A quarter of the world’s population now uses Google’s AI search feature every month. That is not a projection — it is the current reality, and it is changing how people find information online faster than most expected.
Google confirmed that its AI Overviews feature, which places an AI-generated summary at the top of search results, now reaches over 2 billion users monthly across more than 200 countries and territories in 40 languages. The company’s Vice President of Global Ads, Dan Taylor, shared the figures during a virtual media briefing, describing the moment as an “expansionary” shift in how people use search.
The numbers back that up. Google records more than 5 trillion searches annually. However, the nature of those searches is shifting. Users are moving away from short keyword phrases and leaning into longer, more conversational queries — the kind that AI handles better than a list of blue links ever could.
“Users are increasingly moving away from short keyword queries to more detailed, conversational and multimodal searches, enabled by AI tools,” Taylor said.
Google Lens is also part of this story. The visual search tool now processes over 25 billion searches every month. Notably, one in five of those searches carries commercial intent — meaning users are not just curious, they are shopping.
What This Means for Businesses and Publishers
The milestone brings opportunity and concern in equal measure. On one hand, Google says users who click links within an AI Overview tend to spend 27% more time on the destination site than those arriving via traditional search results. That is a meaningful signal for businesses chasing quality over volume.
On the other hand, research from Ahrefs shows the presence of AI Overviews leads to a 34.5% lower click-through rate for the top-ranked search result compared to similar queries that do not produce an AI Overview. For publishers and content creators, fewer clicks means less traffic — and less revenue.
Taylor addressed this directly, arguing the quality of traffic is what matters. At the core of all these changes is Gemini, Google’s flagship AI model. Integrating Gemini into Google’s ad systems has reduced irrelevant ads by approximately 40%, while also driving a threefold increase in AI-generated advertising assets throughout 2025.

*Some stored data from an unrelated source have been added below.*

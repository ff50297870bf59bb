//! What the results area shows: the single-stream table, one table and
//! progress bar per timeframe, and the console log.

use {
    crate::{
        config::{DF, SCAN},
        domain::{MatchResult, ResultColumn, ScanProgress, Timeframe},
        utils::{AppInstant, ms},
    },
    std::collections::{BTreeSet, VecDeque},
};

/// A table whose columns were fixed by its first row.
#[derive(Debug, Clone, PartialEq)]
pub struct ResultTable {
    columns: Vec<ResultColumn>,
    rows: Vec<Vec<String>>,
}

impl ResultTable {
    pub fn new(first: &MatchResult) -> Self {
        Self {
            columns: ResultColumn::for_result(first),
            rows: Vec::new(),
        }
    }

    pub fn push(&mut self, result: &MatchResult) {
        let row = self.columns.iter().map(|c| c.cell(result)).collect();
        self.rows.push(row);
    }

    pub fn columns(&self) -> &[ResultColumn] {
        &self.columns
    }

    pub fn rows(&self) -> &[Vec<String>] {
        &self.rows
    }

    pub fn len(&self) -> usize {
        self.rows.len()
    }

    pub fn is_empty(&self) -> bool {
        self.rows.is_empty()
    }
}

#[derive(Debug, Clone, PartialEq)]
pub struct TimeframeProgress {
    pub timeframe: Timeframe,
    pub progress: ScanProgress,
    /// Set once the bar hit 100%.
    pub remove_at: Option<AppInstant>,
}

#[derive(Debug, Clone, Default)]
pub struct ResultsBoard {
    single_table: Option<ResultTable>,
    single_progress: Option<ScanProgress>,
    /// Timeframes whose per-timeframe events are rendered. Grows with every
    /// one-shot scan and is never narrowed.
    listening: BTreeSet<Timeframe>,
    /// In creation order.
    tables: Vec<(Timeframe, ResultTable)>,
    /// Newest bar first.
    progress: Vec<TimeframeProgress>,
    multi_area_open: bool,
}

impl ResultsBoard {
    pub fn single_table(&self) -> Option<&ResultTable> {
        self.single_table.as_ref()
    }

    pub fn single_progress(&self) -> Option<&ScanProgress> {
        self.single_progress.as_ref()
    }

    pub fn tables(&self) -> &[(Timeframe, ResultTable)] {
        &self.tables
    }

    pub fn table(&self, tf: Timeframe) -> Option<&ResultTable> {
        self.tables.iter().find(|(t, _)| *t == tf).map(|(_, table)| table)
    }

    pub fn progress_bars(&self) -> &[TimeframeProgress] {
        &self.progress
    }

    pub fn progress_for(&self, tf: Timeframe) -> Option<&TimeframeProgress> {
        self.progress.iter().find(|p| p.timeframe == tf)
    }

    pub fn is_listening(&self, tf: Timeframe) -> bool {
        self.listening.contains(&tf)
    }

    /// Whether the multi-timeframe area (and its clear button) is shown.
    pub fn multi_area_open(&self) -> bool {
        self.multi_area_open
    }

    pub fn add_single_match(&mut self, result: &MatchResult) {
        self.single_table
            .get_or_insert_with(|| ResultTable::new(result))
            .push(result);
    }

    pub fn set_single_progress(&mut self, progress: ScanProgress) {
        self.single_progress = Some(progress);
    }

    /// Empties the per-timeframe area for a new scan and starts rendering
    /// events for `times`.
    pub fn begin_multi_scan(&mut self, times: &[Timeframe]) {
        self.tables.clear();
        self.progress.clear();
        self.listening.extend(times.iter().copied());
        self.multi_area_open = true;
        self.single_progress = Some(ScanProgress::default());
    }

    /// Appends to the timeframe's table, creating it from this result's keys
    /// on first use. Returns `false` for timeframes nobody scanned.
    pub fn add_timeframe_match(&mut self, tf: Timeframe, result: &MatchResult) -> bool {
        if !self.is_listening(tf) {
            return false;
        }
        match self.tables.iter_mut().find(|(t, _)| *t == tf) {
            Some((_, table)) => table.push(result),
            None => {
                let mut table = ResultTable::new(result);
                table.push(result);
                self.tables.push((tf, table));
            }
        }
        if DF.log_results {
            log::info!("[{} dk] match {}", tf, result.symbol);
        }
        true
    }

    pub fn update_timeframe_progress(
        &mut self,
        tf: Timeframe,
        progress: ScanProgress,
        now: AppInstant,
    ) -> bool {
        if !self.is_listening(tf) {
            return false;
        }
        let idx = match self.progress.iter().position(|p| p.timeframe == tf) {
            Some(idx) => idx,
            None => {
                self.progress.insert(
                    0,
                    TimeframeProgress {
                        timeframe: tf,
                        progress: ScanProgress::default(),
                        remove_at: None,
                    },
                );
                0
            }
        };
        let bar = &mut self.progress[idx];
        bar.progress = progress;
        if !progress.is_finished() {
            // A new round started before the finished bar was removed.
            bar.remove_at = None;
        } else if bar.remove_at.is_none() {
            bar.remove_at = Some(now + ms(SCAN.progress_linger_ms));
        }
        true
    }

    pub fn clear_single(&mut self) {
        self.single_table = None;
        self.single_progress = None;
    }

    pub fn clear_multi(&mut self) {
        self.tables.clear();
        self.progress.clear();
        self.multi_area_open = false;
    }

    /// Drops finished progress bars whose linger time ran out.
    pub fn expire(&mut self, now: AppInstant) {
        self.progress
            .retain(|p| p.remove_at.is_none_or(|at| now < at));
    }

    pub fn next_deadline(&self) -> Option<AppInstant> {
        self.progress.iter().filter_map(|p| p.remove_at).min()
    }
}

#[derive(Debug, Clone, PartialEq)]
pub struct ConsoleLine {
    pub text: String,
    pub tag: Option<String>,
}

/// Scrolling log of auto-scan output.
#[derive(Debug, Clone)]
pub struct ConsoleLog {
    lines: VecDeque<ConsoleLine>,
    visible: bool,
    max_lines: usize,
}

impl Default for ConsoleLog {
    fn default() -> Self {
        Self {
            lines: VecDeque::new(),
            visible: false,
            max_lines: SCAN.console_max_lines,
        }
    }
}

impl ConsoleLog {
    pub fn lines(&self) -> impl Iterator<Item = &ConsoleLine> {
        self.lines.iter()
    }

    pub fn len(&self) -> usize {
        self.lines.len()
    }

    pub fn is_empty(&self) -> bool {
        self.lines.is_empty()
    }

    pub fn is_visible(&self) -> bool {
        self.visible
    }

    /// Appends a line and reveals the console. A tagged line replaces the
    /// previous line carrying the same tag.
    pub fn append(&mut self, text: impl Into<String>, tag: Option<String>) {
        self.visible = true;
        if let Some(tag) = &tag {
            self.lines.retain(|l| l.tag.as_ref() != Some(tag));
        }
        self.lines.push_back(ConsoleLine {
            text: text.into(),
            tag,
        });
        while self.lines.len() > self.max_lines {
            self.lines.pop_front();
        }
    }

    pub fn clear(&mut self) {
        self.lines.clear();
    }

    pub fn reset_with(&mut self, text: impl Into<String>) {
        self.clear();
        self.append(text, None);
    }
}

#[cfg(test)]
mod tests {
    use super::*;
    use serde_json::json;

    fn result(v: serde_json::Value) -> MatchResult {
        serde_json::from_value(v).unwrap()
    }

    #[test]
    fn table_is_created_lazily_from_first_result() {
        let mut board = ResultsBoard::default();
        assert!(board.single_table().is_none());
        board.add_single_match(&result(json!({"symbol": "BTCUSDT", "rsi": 25.5})));
        board.add_single_match(&result(json!({"symbol": "ETHUSDT", "rsi": 28, "volume": 10})));

        let table = board.single_table().unwrap();
        assert_eq!(table.columns(), [ResultColumn::Symbol, ResultColumn::Rsi]);
        assert_eq!(table.rows()[1], vec!["ETHUSDT".to_string(), "28".to_string()]);
    }

    #[test]
    fn timeframe_tables_are_independent_and_gated_by_listening() {
        let mut board = ResultsBoard::default();
        let r = result(json!({"symbol": "BTCUSDT", "volume": 1500.0}));
        assert!(!board.add_timeframe_match(Timeframe::M5, &r));

        board.begin_multi_scan(&[Timeframe::M5, Timeframe::M15]);
        assert!(board.add_timeframe_match(Timeframe::M15, &r));
        assert!(board.add_timeframe_match(Timeframe::M5, &r));
        assert!(board.add_timeframe_match(Timeframe::M5, &r));
        assert!(!board.add_timeframe_match(Timeframe::M1, &r));

        assert_eq!(board.table(Timeframe::M5).unwrap().len(), 2);
        assert_eq!(board.table(Timeframe::M15).unwrap().len(), 1);
        assert_eq!(board.tables()[0].0, Timeframe::M15);
    }

    #[test]
    fn finished_progress_bar_lingers_two_seconds() {
        let mut board = ResultsBoard::default();
        let now = AppInstant::now();
        board.begin_multi_scan(&[Timeframe::M1, Timeframe::M3]);
        board.update_timeframe_progress(
            Timeframe::M1,
            ScanProgress {
                current: 5,
                total: 10,
                percentage: 50.0,
            },
            now,
        );
        board.update_timeframe_progress(Timeframe::M3, ScanProgress::finished(), now);
        // Newest first.
        assert_eq!(board.progress_bars()[0].timeframe, Timeframe::M3);

        board.expire(now + ms(1_999));
        assert!(board.progress_for(Timeframe::M3).is_some());
        assert_eq!(board.next_deadline(), Some(now + ms(2_000)));

        board.expire(now + ms(2_000));
        assert!(board.progress_for(Timeframe::M3).is_none());
        assert!(board.progress_for(Timeframe::M1).is_some());
    }

    #[test]
    fn next_round_keeps_a_bar_that_was_about_to_expire() {
        let mut board = ResultsBoard::default();
        let now = AppInstant::now();
        board.begin_multi_scan(&[Timeframe::M5]);
        board.update_timeframe_progress(Timeframe::M5, ScanProgress::finished(), now);

        let restarted = ScanProgress {
            current: 1,
            total: 50,
            percentage: 2.0,
        };
        board.update_timeframe_progress(Timeframe::M5, restarted, now + ms(500));
        assert_eq!(board.next_deadline(), None);

        board.expire(now + ms(5_000));
        let bar = board.progress_for(Timeframe::M5).unwrap();
        assert_eq!(bar.progress, restarted);
        assert_eq!(bar.remove_at, None);

        // Finishing again starts a fresh linger.
        board.update_timeframe_progress(Timeframe::M5, ScanProgress::finished(), now + ms(6_000));
        assert_eq!(board.next_deadline(), Some(now + ms(8_000)));
    }

    #[test]
    fn new_scan_resets_the_multi_area_but_keeps_old_listeners() {
        let mut board = ResultsBoard::default();
        let r = result(json!({"symbol": "BTCUSDT"}));
        board.begin_multi_scan(&[Timeframe::M5]);
        board.add_timeframe_match(Timeframe::M5, &r);
        board.begin_multi_scan(&[Timeframe::M1]);
        assert!(board.tables().is_empty());
        assert!(board.is_listening(Timeframe::M5));
        assert!(board.is_listening(Timeframe::M1));

        board.clear_multi();
        assert!(!board.multi_area_open());
    }

    #[test]
    fn console_replaces_lines_of_the_same_timeframe() {
        let mut console = ConsoleLog::default();
        assert!(!console.is_visible());
        console.append("start", None);
        console.append("5m: 3 coins", Some("5".into()));
        console.append("15m: 1 coin", Some("15".into()));
        console.append("4h: 2 coins", Some("240".into()));
        console.append("5m: 4 coins", Some("5".into()));
        console.append("4h: 0 coins", Some("240".into()));

        let texts: Vec<_> = console.lines().map(|l| l.text.as_str()).collect();
        assert_eq!(texts, ["start", "15m: 1 coin", "5m: 4 coins", "4h: 0 coins"]);
        assert!(console.is_visible());
    }

    #[test]
    fn console_is_bounded() {
        let mut console = ConsoleLog::default();
        for i in 0..(SCAN.console_max_lines + 10) {
            console.append(format!("line {}", i), None);
        }
        assert_eq!(console.len(), SCAN.console_max_lines);
        assert_eq!(console.lines().next().unwrap().text, "line 10");
    }
}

Google has already started placing ads within AI Overviews — above, below, and within the AI-generated responses themselves. According to Google’s chief business officer Philipp Schindler, AI Overviews “monetise at the same rate” as traditional search for the company. For publishers, however, that revenue does not flow their way unless users actually click through — which, increasingly, they do not.
Nigeria stands out in Google’s own data. According to the company’s findings, 93% of Nigerian users rely on AI to learn or understand complex topics, while 91% use it for work-related tasks. Around 80% are using AI to explore new business opportunities — nearly double the global average. Sentiment is also strongly positive, with 80% of Nigerians expressing excitement about AI’s potential, compared to just 20% who feel any concern.
Looming in the background is what some industry observers are calling “Google Zero” — a future where search no longer drives traffic to websites at all, replaced entirely by AI answers sitting at the top of Google’s page. For now, that future remains a concern rather than a reality. But with 2 billion users already engaging with AI Overviews each month, it is a concern that is getting harder to dismiss.